Assignment:
Your task is to write out the full listing once more, exactly.

Material shown:
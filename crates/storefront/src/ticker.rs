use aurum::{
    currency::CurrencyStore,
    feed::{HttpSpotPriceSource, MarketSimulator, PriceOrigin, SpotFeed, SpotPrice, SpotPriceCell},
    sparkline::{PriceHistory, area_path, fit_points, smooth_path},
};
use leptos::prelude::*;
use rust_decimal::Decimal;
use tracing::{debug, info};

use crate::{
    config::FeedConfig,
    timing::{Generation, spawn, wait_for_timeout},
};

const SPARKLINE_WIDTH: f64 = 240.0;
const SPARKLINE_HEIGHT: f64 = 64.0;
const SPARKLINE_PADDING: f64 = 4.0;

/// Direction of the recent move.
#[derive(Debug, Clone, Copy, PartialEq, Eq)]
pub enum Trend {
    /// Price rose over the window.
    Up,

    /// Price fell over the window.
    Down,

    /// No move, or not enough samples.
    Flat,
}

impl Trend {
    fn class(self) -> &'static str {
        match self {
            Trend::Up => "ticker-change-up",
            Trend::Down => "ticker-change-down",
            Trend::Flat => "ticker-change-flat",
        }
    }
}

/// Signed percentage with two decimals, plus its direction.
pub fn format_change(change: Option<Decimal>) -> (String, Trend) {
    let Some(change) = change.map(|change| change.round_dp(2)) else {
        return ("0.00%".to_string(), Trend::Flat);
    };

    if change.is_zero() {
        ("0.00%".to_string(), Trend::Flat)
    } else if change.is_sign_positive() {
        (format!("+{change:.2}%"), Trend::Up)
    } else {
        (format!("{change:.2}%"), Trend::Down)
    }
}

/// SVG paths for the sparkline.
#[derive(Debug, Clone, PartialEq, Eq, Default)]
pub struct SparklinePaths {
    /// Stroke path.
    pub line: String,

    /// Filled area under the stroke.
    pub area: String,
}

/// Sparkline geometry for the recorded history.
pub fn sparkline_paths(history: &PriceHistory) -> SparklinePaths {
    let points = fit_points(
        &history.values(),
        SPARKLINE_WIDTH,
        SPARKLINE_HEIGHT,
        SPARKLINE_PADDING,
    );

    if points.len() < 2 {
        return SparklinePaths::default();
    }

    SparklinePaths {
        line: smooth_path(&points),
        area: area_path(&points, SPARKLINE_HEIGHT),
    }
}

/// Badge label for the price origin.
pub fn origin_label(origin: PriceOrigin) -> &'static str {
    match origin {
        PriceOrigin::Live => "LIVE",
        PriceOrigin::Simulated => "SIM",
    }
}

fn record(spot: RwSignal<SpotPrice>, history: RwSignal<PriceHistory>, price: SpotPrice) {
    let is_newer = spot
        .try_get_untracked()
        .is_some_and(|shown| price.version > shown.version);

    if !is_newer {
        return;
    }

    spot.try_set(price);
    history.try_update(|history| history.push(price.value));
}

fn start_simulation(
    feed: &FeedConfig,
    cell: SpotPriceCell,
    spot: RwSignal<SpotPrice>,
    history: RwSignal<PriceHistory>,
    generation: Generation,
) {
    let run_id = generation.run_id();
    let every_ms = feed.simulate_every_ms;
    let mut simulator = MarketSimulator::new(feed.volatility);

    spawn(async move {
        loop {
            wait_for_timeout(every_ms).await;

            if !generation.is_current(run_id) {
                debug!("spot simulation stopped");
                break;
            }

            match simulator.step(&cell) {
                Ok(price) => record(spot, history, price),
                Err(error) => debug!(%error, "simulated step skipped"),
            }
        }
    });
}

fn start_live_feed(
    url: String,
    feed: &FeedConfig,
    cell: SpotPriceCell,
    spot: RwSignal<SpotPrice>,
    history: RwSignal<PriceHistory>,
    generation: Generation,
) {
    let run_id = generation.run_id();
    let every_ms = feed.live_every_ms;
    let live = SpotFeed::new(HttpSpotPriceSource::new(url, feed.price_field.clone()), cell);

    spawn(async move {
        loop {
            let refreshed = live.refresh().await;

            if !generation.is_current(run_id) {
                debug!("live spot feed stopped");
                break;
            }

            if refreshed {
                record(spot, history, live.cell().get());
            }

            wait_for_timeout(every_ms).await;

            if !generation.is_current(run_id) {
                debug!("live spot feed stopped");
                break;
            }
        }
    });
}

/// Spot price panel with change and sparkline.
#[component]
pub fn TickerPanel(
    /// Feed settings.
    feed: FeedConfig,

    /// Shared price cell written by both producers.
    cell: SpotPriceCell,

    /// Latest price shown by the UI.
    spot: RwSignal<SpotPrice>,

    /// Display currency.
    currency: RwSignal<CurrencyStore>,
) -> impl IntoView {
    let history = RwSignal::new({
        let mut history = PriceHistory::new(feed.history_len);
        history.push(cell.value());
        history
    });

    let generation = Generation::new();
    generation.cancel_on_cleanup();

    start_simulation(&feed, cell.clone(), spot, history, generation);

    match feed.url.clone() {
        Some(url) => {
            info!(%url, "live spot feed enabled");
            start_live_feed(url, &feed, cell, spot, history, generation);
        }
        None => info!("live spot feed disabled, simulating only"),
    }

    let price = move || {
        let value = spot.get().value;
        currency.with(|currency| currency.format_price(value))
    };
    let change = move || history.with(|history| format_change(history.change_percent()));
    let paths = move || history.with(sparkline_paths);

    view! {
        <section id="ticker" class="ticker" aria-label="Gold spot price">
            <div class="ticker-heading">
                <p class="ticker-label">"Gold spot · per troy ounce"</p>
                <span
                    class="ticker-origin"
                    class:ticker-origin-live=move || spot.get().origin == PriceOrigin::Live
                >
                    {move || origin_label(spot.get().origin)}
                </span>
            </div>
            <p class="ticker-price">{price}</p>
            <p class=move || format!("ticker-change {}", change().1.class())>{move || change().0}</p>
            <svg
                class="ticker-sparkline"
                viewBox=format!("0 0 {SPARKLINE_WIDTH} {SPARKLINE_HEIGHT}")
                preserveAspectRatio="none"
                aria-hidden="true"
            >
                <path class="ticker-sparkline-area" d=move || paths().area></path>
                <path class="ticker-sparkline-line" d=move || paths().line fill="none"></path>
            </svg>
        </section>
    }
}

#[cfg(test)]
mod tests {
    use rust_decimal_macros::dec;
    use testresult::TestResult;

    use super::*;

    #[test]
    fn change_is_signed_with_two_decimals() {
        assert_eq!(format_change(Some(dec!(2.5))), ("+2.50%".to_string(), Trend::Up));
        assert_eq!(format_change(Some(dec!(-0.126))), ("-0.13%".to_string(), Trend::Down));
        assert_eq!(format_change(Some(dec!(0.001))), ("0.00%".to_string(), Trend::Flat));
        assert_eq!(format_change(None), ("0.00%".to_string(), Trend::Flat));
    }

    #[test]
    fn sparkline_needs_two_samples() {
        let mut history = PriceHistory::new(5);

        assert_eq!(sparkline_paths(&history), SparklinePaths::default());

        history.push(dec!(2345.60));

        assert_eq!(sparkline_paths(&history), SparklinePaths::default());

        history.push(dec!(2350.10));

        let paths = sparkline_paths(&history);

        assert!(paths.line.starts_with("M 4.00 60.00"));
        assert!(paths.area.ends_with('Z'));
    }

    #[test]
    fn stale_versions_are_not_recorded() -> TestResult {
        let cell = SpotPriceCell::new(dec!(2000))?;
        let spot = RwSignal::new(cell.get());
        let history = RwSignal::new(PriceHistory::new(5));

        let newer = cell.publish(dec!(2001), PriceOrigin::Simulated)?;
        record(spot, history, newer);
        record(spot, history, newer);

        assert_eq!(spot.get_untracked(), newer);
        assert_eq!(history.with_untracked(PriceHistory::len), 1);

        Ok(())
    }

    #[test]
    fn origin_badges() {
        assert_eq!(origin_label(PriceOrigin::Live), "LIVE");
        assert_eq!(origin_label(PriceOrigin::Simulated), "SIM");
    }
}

Solved exercise:
filename crates/storefront/src/ticker.rs
use aurum::{
    currency::CurrencyStore,
    feed::{HttpSpotPriceSource, MarketSimulator, PriceOrigin, SpotFeed, SpotPrice, SpotPriceCell},
    sparkline::{PriceHistory, area_path, fit_points, smooth_path},
};
use leptos::prelude::*;
use rust_decimal::Decimal;
use tracing::{debug, info};

use crate::{
    config::FeedConfig,
    timing::{Generation, spawn, wait_for_timeout},
};

const SPARKLINE_WIDTH: f64 = 240.0;
const SPARKLINE_HEIGHT: f64 = 64.0;
const SPARKLINE_PADDING: f64 = 4.0;

/// Direction of the recent move.
#[derive(Debug, Clone, Copy, PartialEq, Eq)]
pub enum Trend {
    /// Price rose over the window.
    Up,

    /// Price fell over the window.
    Down,

    /// No move, or not enough samples.
    Flat,
}

impl Trend {
    fn class(self) -> &'static str {
        match self {
            Trend::Up => "ticker-change-up",
            Trend::Down => "ticker-change-down",
            Trend::Flat => "ticker-change-flat",
        }
    }
}

/// Signed percentage with two decimals, plus its direction.
pub fn format_change(change: Option<Decimal>) -> (String, Trend) {
    let Some(change) = change.map(|change| change.round_dp(2)) else {
        return ("0.00%".to_string(), Trend::Flat);
    };

    if change.is_zero() {
        ("0.00%".to_string(), Trend::Flat)
    } else if change.is_sign_positive() {
        (format!("+{change:.2}%"), Trend::Up)
    } else {
        (format!("{change:.2}%"), Trend::Down)
    }
}

/// SVG paths for the sparkline.
#[derive(Debug, Clone, PartialEq, Eq, Default)]
pub struct SparklinePaths {
    /// Stroke path.
    pub line: String,

    /// Filled area under the stroke.
    pub area: String,
}

/// Sparkline geometry for the recorded history.
pub fn sparkline_paths(history: &PriceHistory) -> SparklinePaths {
    let points = fit_points(
        &history.values(),
        SPARKLINE_WIDTH,
        SPARKLINE_HEIGHT,
        SPARKLINE_PADDING,
    );

    if points.len() < 2 {
        return SparklinePaths::default();
    }

    SparklinePaths {
        line: smooth_path(&points),
        area: area_path(&points, SPARKLINE_HEIGHT),
    }
}

/// Badge label for the price origin.
pub fn origin_label(origin: PriceOrigin) -> &'static str {
    match origin {
        PriceOrigin::Live => "LIVE",
        PriceOrigin::Simulated => "SIM",
    }
}

fn record(spot: RwSignal<SpotPrice>, history: RwSignal<PriceHistory>, price: SpotPrice) {
    let is_newer = spot
        .try_get_untracked()
        .is_some_and(|shown| price.version > shown.version);

    if !is_newer {
        return;
    }

    spot.try_set(price);
    history.try_update(|history| history.push(price.value));
}

fn start_simulation(
    feed: &FeedConfig,
    cell: SpotPriceCell,
    spot: RwSignal<SpotPrice>,
    history: RwSignal<PriceHistory>,
    generation: Generation,
) {
    let run_id = generation.run_id();
    let every_ms = feed.simulate_every_ms;
    let mut simulator = MarketSimulator::new(feed.volatility);

    spawn(async move {
        loop {
            wait_for_timeout(every_ms).await;

            if !generation.is_current(run_id) {
                debug!("spot simulation stopped");
                break;
            }

            match simulator.step(&cell) {
                Ok(price) => record(spot, history, price),
                Err(error) => debug!(%error, "simulated step skipped"),
            }
        }
    });
}

fn start_live_feed(
    url: String,
    feed: &FeedConfig,
    cell: SpotPriceCell,
    spot: RwSignal<SpotPrice>,
    history: RwSignal<PriceHistory>,
    generation: Generation,
) {
    let run_id = generation.run_id();
    let every_ms = feed.live_every_ms;
    let live = SpotFeed::new(HttpSpotPriceSource::new(url, feed.price_field.clone()), cell);

    spawn(async move {
        loop {
            let refreshed = live.refresh().await;

            if !generation.is_current(run_id) {
                debug!("live spot feed stopped");
                break;
            }

            if refreshed {
                record(spot, history, live.cell().get());
            }

            wait_for_timeout(every_ms).await;

            if !generation.is_current(run_id) {
                debug!("live spot feed stopped");
                break;
            }
        }
    });
}

/// Spot price panel with change and sparkline.
#[component]
pub fn TickerPanel(
    /// Feed settings.
    feed: FeedConfig,

    /// Shared price cell written by both producers.
    cell: SpotPriceCell,

    /// Latest price shown by the UI.
    spot: RwSignal<SpotPrice>,

    /// Display currency.
    currency: RwSignal<CurrencyStore>,
) -> impl IntoView {
    let history = RwSignal::new({
        let mut history = PriceHistory::new(feed.history_len);
        history.push(cell.value());
        history
    });

    let generation = Generation::new();
    generation.cancel_on_cleanup();

    start_simulation(&feed, cell.clone(), spot, history, generation);

    match feed.url.clone() {
        Some(url) => {
            info!(%url, "live spot feed enabled");
            start_live_feed(url, &feed, cell, spot, history, generation);
        }
        None => info!("live spot feed disabled, simulating only"),
    }

    let price = move || {
        let value = spot.get().value;
        currency.with(|currency| currency.format_price(value))
    };
    let change = move || history.with(|history| format_change(history.change_percent()));
    let paths = move || history.with(sparkline_paths);

    view! {
        <section id="ticker" class="ticker" aria-label="Gold spot price">
            <div class="ticker-heading">
                <p class="ticker-label">"Gold spot · per troy ounce"</p>
                <span
                    class="ticker-origin"
                    class:ticker-origin-live=move || spot.get().origin == PriceOrigin::Live
                >
                    {move || origin_label(spot.get().origin)}
                </span>
            </div>
            <p class="ticker-price">{price}</p>
            <p class=move || format!("ticker-change {}", change().1.class())>{move || change().0}</p>
            <svg
                class="ticker-sparkline"
                viewBox=format!("0 0 {SPARKLINE_WIDTH} {SPARKLINE_HEIGHT}")
                preserveAspectRatio="none"
                aria-hidden="true"
            >
                <path class="ticker-sparkline-area" d=move || paths().area></path>
                <path class="ticker-sparkline-line" d=move || paths().line fill="none"></path>
            </svg>
        </section>
    }
}

#[cfg(test)]
mod tests {
    use rust_decimal_macros::dec;
    use testresult::TestResult;

    use super::*;

    #[test]
    fn change_is_signed_with_two_decimals() {
        assert_eq!(format_change(Some(dec!(2.5))), ("+2.50%".to_string(), Trend::Up));
        assert_eq!(format_change(Some(dec!(-0.126))), ("-0.13%".to_string(), Trend::Down));
        assert_eq!(format_change(Some(dec!(0.001))), ("0.00%".to_string(), Trend::Flat));
        assert_eq!(format_change(None), ("0.00%".to_string(), Trend::Flat));
    }

    #[test]
    fn sparkline_needs_two_samples() {
        let mut history = PriceHistory::new(5);

        assert_eq!(sparkline_paths(&history), SparklinePaths::default());

        history.push(dec!(2345.60));

        assert_eq!(sparkline_paths(&history), SparklinePaths::default());

        history.push(dec!(2350.10));

        let paths = sparkline_paths(&history);

        assert!(paths.line.starts_with("M 4.00 60.00"));
        assert!(paths.area.ends_with('Z'));
    }

    #[test]
    fn stale_versions_are_not_recorded() -> TestResult {
        let cell = SpotPriceCell::new(dec!(2000))?;
        let spot = RwSignal::new(cell.get());
        let history = RwSignal::new(PriceHistory::new(5));

        let newer = cell.publish(dec!(2001), PriceOrigin::Simulated)?;
        record(spot, history, newer);
        record(spot, history, newer);

        assert_eq!(spot.get_untracked(), newer);
        assert_eq!(history.with_untracked(PriceHistory::len), 1);

        Ok(())
    }

    #[test]
    fn origin_badges() {
        assert_eq!(origin_label(PriceOrigin::Live), "LIVE");
        assert_eq!(origin_label(PriceOrigin::Simulated), "SIM");
    }
}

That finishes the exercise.